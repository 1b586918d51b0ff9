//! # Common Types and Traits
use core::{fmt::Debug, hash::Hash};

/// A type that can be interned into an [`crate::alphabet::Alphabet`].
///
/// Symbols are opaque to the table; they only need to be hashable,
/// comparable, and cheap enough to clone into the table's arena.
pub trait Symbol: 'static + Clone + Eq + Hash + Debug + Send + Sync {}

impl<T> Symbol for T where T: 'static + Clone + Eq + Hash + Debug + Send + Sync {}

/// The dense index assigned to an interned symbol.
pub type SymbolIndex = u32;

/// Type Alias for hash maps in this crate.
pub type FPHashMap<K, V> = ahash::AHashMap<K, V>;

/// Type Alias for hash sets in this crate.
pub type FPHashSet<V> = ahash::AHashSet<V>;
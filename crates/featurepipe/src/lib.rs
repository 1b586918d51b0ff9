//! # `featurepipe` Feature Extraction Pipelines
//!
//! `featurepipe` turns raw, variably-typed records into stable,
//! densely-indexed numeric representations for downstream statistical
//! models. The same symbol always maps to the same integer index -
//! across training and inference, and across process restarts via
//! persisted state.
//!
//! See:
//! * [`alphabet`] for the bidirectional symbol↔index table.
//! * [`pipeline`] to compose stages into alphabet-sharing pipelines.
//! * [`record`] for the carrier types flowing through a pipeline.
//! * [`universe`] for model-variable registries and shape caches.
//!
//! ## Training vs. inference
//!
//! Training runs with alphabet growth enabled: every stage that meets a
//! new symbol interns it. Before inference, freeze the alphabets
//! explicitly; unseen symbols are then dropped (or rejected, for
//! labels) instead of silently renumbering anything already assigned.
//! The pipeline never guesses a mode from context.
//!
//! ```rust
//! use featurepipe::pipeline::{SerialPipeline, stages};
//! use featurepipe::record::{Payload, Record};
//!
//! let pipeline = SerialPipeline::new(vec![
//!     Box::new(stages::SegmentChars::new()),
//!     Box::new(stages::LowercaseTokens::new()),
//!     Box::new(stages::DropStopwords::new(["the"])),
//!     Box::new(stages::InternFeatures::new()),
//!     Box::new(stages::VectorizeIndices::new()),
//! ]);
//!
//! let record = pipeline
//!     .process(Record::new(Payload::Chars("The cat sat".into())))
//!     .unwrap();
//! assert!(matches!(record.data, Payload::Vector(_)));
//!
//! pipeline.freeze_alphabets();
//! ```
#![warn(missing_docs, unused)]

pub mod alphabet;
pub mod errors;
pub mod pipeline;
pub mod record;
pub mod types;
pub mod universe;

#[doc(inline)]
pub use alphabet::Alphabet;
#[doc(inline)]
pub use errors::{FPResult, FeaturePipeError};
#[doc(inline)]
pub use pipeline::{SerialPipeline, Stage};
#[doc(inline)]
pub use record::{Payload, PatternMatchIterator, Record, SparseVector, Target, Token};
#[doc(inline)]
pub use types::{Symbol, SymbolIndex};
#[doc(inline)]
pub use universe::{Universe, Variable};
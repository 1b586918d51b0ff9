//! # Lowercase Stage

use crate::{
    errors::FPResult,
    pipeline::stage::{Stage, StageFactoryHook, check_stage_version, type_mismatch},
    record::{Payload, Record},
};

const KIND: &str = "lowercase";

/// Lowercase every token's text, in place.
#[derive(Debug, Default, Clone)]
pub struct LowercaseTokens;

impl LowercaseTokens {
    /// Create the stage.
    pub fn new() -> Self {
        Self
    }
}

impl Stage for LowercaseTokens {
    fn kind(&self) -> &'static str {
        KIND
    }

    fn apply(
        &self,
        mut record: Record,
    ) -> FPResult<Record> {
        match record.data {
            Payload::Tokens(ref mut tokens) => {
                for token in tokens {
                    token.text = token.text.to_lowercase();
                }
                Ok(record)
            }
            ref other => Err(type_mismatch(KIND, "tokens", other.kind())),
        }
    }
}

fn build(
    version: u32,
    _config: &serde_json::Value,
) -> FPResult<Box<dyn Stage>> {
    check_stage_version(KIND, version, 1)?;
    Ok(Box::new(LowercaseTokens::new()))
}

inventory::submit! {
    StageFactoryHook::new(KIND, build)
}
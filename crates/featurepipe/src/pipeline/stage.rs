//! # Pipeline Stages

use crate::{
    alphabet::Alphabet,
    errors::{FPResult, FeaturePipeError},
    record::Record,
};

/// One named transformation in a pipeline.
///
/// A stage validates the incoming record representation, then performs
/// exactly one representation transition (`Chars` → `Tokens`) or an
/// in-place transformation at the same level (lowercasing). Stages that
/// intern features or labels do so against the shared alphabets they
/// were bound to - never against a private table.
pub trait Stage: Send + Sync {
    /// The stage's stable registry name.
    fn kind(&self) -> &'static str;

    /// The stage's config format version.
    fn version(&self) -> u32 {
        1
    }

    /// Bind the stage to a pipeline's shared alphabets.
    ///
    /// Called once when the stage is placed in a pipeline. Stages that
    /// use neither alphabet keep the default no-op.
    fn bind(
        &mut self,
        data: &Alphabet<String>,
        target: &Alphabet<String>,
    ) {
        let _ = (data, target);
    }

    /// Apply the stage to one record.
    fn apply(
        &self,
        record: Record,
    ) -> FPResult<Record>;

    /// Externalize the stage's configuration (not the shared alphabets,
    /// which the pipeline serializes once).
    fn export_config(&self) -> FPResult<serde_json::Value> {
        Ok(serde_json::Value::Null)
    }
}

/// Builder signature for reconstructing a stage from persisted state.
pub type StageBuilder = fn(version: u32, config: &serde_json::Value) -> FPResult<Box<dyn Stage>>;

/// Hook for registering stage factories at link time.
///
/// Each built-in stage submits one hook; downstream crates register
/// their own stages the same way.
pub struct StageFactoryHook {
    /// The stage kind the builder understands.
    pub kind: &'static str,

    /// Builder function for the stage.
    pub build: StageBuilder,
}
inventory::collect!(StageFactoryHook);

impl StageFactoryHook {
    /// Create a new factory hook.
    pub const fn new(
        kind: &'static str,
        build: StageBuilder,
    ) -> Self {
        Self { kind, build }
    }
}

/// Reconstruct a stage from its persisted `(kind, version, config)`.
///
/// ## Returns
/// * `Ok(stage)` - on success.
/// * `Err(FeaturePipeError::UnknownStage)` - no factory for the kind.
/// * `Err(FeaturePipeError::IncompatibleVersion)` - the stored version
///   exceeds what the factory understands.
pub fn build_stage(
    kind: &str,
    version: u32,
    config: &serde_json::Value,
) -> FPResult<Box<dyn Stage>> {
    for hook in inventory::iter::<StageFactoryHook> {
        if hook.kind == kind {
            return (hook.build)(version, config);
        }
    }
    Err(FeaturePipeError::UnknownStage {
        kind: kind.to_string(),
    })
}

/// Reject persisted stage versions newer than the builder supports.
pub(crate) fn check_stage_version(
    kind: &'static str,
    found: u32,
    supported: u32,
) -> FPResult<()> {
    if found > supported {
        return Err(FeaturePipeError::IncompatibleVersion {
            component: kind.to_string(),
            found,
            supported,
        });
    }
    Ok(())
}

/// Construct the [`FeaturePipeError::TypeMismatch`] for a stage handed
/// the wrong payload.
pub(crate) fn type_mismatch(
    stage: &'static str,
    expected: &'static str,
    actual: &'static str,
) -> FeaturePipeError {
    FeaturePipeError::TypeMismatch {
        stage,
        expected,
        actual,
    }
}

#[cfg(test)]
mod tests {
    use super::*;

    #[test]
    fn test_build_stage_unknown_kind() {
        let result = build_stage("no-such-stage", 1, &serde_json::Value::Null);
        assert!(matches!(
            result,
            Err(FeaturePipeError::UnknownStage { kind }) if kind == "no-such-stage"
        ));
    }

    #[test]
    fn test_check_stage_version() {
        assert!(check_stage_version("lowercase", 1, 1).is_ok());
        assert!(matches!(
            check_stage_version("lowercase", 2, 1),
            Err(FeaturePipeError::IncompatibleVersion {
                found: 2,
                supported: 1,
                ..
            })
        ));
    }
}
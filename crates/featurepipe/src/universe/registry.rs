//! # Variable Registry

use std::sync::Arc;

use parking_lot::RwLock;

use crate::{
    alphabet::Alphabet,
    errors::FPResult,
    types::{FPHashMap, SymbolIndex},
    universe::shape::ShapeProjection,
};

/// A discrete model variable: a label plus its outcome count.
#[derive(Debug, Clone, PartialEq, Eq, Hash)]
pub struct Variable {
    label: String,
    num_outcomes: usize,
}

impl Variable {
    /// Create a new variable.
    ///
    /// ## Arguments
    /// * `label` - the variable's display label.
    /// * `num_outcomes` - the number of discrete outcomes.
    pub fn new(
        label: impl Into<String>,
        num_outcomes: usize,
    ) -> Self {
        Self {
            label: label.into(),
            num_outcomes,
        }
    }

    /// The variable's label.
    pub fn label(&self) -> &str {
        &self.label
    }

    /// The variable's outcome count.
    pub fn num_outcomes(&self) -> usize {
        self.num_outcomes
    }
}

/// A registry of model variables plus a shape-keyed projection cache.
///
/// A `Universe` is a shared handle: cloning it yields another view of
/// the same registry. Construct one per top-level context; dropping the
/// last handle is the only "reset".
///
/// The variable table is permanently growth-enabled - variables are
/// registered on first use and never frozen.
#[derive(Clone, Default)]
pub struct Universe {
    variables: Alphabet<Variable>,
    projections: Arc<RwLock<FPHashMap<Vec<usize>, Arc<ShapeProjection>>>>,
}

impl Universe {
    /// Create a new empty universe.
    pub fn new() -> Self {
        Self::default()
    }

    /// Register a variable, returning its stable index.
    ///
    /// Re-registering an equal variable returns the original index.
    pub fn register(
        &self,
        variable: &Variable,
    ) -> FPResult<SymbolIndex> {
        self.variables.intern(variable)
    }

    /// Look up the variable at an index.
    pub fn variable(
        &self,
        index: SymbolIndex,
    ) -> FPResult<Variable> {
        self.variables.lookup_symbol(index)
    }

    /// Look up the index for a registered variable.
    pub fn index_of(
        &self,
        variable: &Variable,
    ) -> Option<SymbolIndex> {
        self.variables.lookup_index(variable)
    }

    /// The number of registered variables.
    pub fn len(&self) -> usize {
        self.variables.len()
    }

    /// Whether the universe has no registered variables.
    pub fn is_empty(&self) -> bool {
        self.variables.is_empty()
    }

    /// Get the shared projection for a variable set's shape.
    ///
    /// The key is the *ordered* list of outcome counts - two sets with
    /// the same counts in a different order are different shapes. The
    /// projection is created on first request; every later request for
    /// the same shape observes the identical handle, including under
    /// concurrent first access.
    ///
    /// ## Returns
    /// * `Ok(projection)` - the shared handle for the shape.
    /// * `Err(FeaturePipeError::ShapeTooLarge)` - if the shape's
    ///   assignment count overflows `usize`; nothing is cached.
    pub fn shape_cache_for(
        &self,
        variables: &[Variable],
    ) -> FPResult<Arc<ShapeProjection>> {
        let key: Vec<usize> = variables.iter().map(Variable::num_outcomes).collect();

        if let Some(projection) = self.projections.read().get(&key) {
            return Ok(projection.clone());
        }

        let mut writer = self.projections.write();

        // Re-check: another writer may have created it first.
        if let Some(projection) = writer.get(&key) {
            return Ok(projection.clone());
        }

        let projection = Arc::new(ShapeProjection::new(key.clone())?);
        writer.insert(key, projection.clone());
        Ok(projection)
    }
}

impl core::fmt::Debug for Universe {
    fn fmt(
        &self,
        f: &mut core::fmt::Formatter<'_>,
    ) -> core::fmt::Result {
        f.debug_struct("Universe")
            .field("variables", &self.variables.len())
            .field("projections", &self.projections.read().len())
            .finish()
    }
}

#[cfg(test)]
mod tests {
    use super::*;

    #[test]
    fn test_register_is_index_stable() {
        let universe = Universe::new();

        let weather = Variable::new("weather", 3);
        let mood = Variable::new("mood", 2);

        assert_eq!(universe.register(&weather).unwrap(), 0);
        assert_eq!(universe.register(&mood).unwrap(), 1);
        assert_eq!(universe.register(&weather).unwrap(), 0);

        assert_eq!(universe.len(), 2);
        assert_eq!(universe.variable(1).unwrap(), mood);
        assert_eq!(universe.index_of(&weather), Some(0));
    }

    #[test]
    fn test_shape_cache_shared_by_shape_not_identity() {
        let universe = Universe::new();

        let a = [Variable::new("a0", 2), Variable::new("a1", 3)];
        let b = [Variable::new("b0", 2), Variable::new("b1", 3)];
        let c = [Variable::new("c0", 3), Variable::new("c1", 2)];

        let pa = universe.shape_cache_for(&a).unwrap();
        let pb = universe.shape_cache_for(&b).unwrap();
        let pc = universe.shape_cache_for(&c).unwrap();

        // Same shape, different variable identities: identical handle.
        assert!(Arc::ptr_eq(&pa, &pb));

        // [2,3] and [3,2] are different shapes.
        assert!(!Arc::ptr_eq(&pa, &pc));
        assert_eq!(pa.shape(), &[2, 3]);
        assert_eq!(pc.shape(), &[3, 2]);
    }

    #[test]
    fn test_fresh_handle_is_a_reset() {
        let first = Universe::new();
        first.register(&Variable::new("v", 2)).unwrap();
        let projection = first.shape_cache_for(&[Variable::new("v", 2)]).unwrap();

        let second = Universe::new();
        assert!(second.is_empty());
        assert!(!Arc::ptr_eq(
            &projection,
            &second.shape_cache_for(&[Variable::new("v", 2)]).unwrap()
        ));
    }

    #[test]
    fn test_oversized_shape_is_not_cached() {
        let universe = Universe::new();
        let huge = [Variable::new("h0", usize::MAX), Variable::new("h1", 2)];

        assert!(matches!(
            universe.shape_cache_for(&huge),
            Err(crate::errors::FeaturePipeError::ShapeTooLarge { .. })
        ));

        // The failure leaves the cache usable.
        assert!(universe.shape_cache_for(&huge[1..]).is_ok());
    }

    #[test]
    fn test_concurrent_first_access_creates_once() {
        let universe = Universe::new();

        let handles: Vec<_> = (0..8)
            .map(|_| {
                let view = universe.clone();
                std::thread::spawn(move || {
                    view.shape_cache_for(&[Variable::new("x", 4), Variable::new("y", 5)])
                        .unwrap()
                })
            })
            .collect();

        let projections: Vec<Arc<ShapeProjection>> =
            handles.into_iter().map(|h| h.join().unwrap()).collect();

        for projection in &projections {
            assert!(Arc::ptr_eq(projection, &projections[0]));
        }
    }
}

Exercise prompt:
Beginning at the opening line of the data, transcribe each line exactly until you reach the line with "that meets a", which you also include, and go no further.

Task solution:
repository 1b586918d51b0ff9
//! # Common Types and Traits
use core::{fmt::Debug, hash::Hash};

/// A type that can be interned into an [`crate::alphabet::Alphabet`].
///
/// Symbols are opaque to the table; they only need to be hashable,
/// comparable, and cheap enough to clone into the table's arena.
pub trait Symbol: 'static + Clone + Eq + Hash + Debug + Send + Sync {}

impl<T> Symbol for T where T: 'static + Clone + Eq + Hash + Debug + Send + Sync {}

/// The dense index assigned to an interned symbol.
pub type SymbolIndex = u32;

/// Type Alias for hash maps in this crate.
pub type FPHashMap<K, V> = ahash::AHashMap<K, V>;

/// Type Alias for hash sets in this crate.
pub type FPHashSet<V> = ahash::AHashSet<V>;
filename crates/featurepipe/src/lib.rs
repository 1b586918d51b0ff9
//! # `featurepipe` Feature Extraction Pipelines
//!
//! `featurepipe` turns raw, variably-typed records into stable,
//! densely-indexed numeric representations for downstream statistical
//! models. The same symbol always maps to the same integer index -
//! across training and inference, and across process restarts via
//! persisted state.
//!
//! See:
//! * [`alphabet`] for the bidirectional symbol↔index table.
//! * [`pipeline`] to compose stages into alphabet-sharing pipelines.
//! * [`record`] for the carrier types flowing through a pipeline.
//! * [`universe`] for model-variable registries and shape caches.
//!
//! ## Training vs. inference
//!
//! Training runs with alphabet growth enabled: every stage that meets a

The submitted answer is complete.